NUJ General Secretary Jeremy Dear said: “It is clear these cuts are being directed by the board. Editorial staff and managers are vehemently opposed to them. There can be no doubt former MD Steve Brown was sacked for refusing to countenance the wholesale destruction of the titles being planned.

“The company needs to come clean about these disastrous plans and the community needs to stand up for quality journalism.

“If Trinity Mirror shareholders are more interested in filling their pockets than providing the resources necessary to ensure the people of the Midlands are properly served by their local papers, they should step aside and let others take over the titles.”

Chris Morley, the union’s Northern Organiser and a former industrial correspondent at the Birmingham Mail, said: “The plans under discussion lay bare the massive managerial incompetence that these titles have been subject to over many years, but particularly since coming under Trinity Mirror ownership.

"Canary Wharf has in turn starved the Midlands editorial operations of investment while turning the screw on unrealistic cutbacks in the face of untypical competition in the market. Just two years ago it tried to sell the assets and when it couldn't get any price decided to use the Midlands as the test bed for its multi-media 'brave new world'.

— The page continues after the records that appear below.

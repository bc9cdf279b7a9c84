//! Prevention plan fetching on the tokio runtime.

use std::sync::{Arc, Mutex, MutexGuard};

use tokio::task::JoinHandle;

use super::{PlanSelector, PlanState, Risk};
use crate::client::AnalysisApi;

/// Fetches the plan for the selected risk. Selecting again aborts the
/// request in flight; the selector's generation check covers a response
/// that was already on its way.
pub struct PlanController {
    api: Arc<dyn AnalysisApi>,
    selector: Arc<Mutex<PlanSelector>>,
    inflight: Option<JoinHandle<()>>,
}

impl PlanController {
    pub fn new(api: Arc<dyn AnalysisApi>) -> Self {
        Self {
            api,
            selector: Arc::new(Mutex::new(PlanSelector::new())),
            inflight: None,
        }
    }

    /// Select a risk and start fetching its plan
    pub fn select(&mut self, risk: &Risk) {
        if let Some(handle) = self.inflight.take() {
            handle.abort();
        }

        let request = lock(&self.selector).select(risk);
        let api = Arc::clone(&self.api);
        let selector = Arc::clone(&self.selector);

        self.inflight = Some(tokio::spawn(async move {
            let outcome = api
                .prevention_plan(&request.body)
                .await
                .map_err(|e| e.to_string());
            lock(&selector).resolve(request.generation, outcome);
        }));
    }

    /// Wait for the current request (if any) and return the panel state
    pub async fn settle(&mut self) -> PlanState {
        if let Some(handle) = self.inflight.take() {
            if let Err(e) = handle.await {
                if !e.is_cancelled() {
                    tracing::warn!("Prevention plan task failed: {}", e);
                }
            }
        }
        self.state()
    }

    pub fn state(&self) -> PlanState {
        lock(&self.selector).state().clone()
    }

    pub fn selected(&self) -> Option<Risk> {
        lock(&self.selector).selected().cloned()
    }
}

impl Drop for PlanController {
    fn drop(&mut self) {
        if let Some(handle) = self.inflight.take() {
            handle.abort();
        }
    }
}

fn lock(selector: &Mutex<PlanSelector>) -> MutexGuard<'_, PlanSelector> {
    selector.lock().unwrap_or_else(|poisoned| poisoned.into_inner())
}

#[cfg(test)]
mod tests {
    use super::*;
    use crate::analysis::{AnalysisResult, PreventionPlan, PreventionRequest};
    use crate::client::ClientError;
    use crate::upload::UploadFile;
    use async_trait::async_trait;
    use std::sync::atomic::{AtomicUsize, Ordering};
    use std::time::Duration;

    /// Slow for "Diabetes", fast for everything else; fails for "Broken"
    #[derive(Default)]
    struct MockApi {
        calls: AtomicUsize,
    }

    #[async_trait]
    impl AnalysisApi for MockApi {
        async fn predict_risk(&self, _: &UploadFile) -> Result<AnalysisResult, ClientError> {
            Err(ClientError::Unavailable)
        }

        async fn prevention_plan(&self, request: &PreventionRequest) -> Result<PreventionPlan, ClientError> {
            self.calls.fetch_add(1, Ordering::SeqCst);

            let delay = if request.disease == "Diabetes" { 5000 } else { 100 };
            tokio::time::sleep(Duration::from_millis(delay)).await;

            if request.disease == "Broken" {
                return Err(ClientError::Api {
                    status: 500,
                    message: None,
                });
            }

            let mut plan = PreventionPlan::default();
            plan.lifestyle_plan.exercise = format!("Plan for {}", request.disease);
            Ok(plan)
        }
    }

    #[tokio::test(start_paused = true)]
    async fn test_plan_for_selection() {
        let api = Arc::new(MockApi::default());
        let mut controller = PlanController::new(api.clone());

        controller.select(&Risk::new("Asthma", 0.2, ""));
        assert_eq!(controller.state(), PlanState::Loading);

        match controller.settle().await {
            PlanState::Ready(plan) => assert_eq!(plan.lifestyle_plan.exercise, "Plan for Asthma"),
            other => panic!("expected plan, got {:?}", other),
        }
        assert_eq!(api.calls.load(Ordering::SeqCst), 1);
    }

    #[tokio::test(start_paused = true)]
    async fn test_reselect_before_first_plan_arrives() {
        let api = Arc::new(MockApi::default());
        let mut controller = PlanController::new(api.clone());

        controller.select(&Risk::new("Diabetes", 0.7, ""));
        tokio::task::yield_now().await;
        controller.select(&Risk::new("Hypertension", 0.45, ""));

        let state = controller.settle().await;
        assert_eq!(controller.selected().unwrap().risk_name, "Hypertension");

        // Long after the slow request would have answered
        tokio::time::sleep(Duration::from_secs(10)).await;

        for observed in [state, controller.state()] {
            match observed {
                PlanState::Ready(plan) => {
                    assert_eq!(plan.lifestyle_plan.exercise, "Plan for Hypertension")
                }
                other => panic!("expected plan, got {:?}", other),
            }
        }
    }

    #[tokio::test(start_paused = true)]
    async fn test_failure_leaves_panel_empty() {
        let api = Arc::new(MockApi::default());
        let mut controller = PlanController::new(api);

        controller.select(&Risk::new("Broken", 0.5, ""));
        assert_eq!(controller.settle().await, PlanState::Empty);
    }

    #[tokio::test(start_paused = true)]
    async fn test_settle_without_selection() {
        let api = Arc::new(MockApi::default());
        let mut controller = PlanController::new(api);
        assert_eq!(controller.settle().await, PlanState::Idle);
    }
}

"Now it is evident that they are not going to allow this business the time and resources to turn itself around after all, and seem content to try to keep cutting it into oblivion. The NUJ will not stand idly by and let these proud titles be squeezed to death by owners that do not prize them as the important assets they are. The cities they circulate in will be appalled at the sorry prospects Trinity Mirror give them."

A spokesman for Trinity Mirror issued a statement saying, “We are constantly reviewing our business, particularly in the current challenging economic environment.

"As always, if we do have any plans to announce, our staff would be the first to know."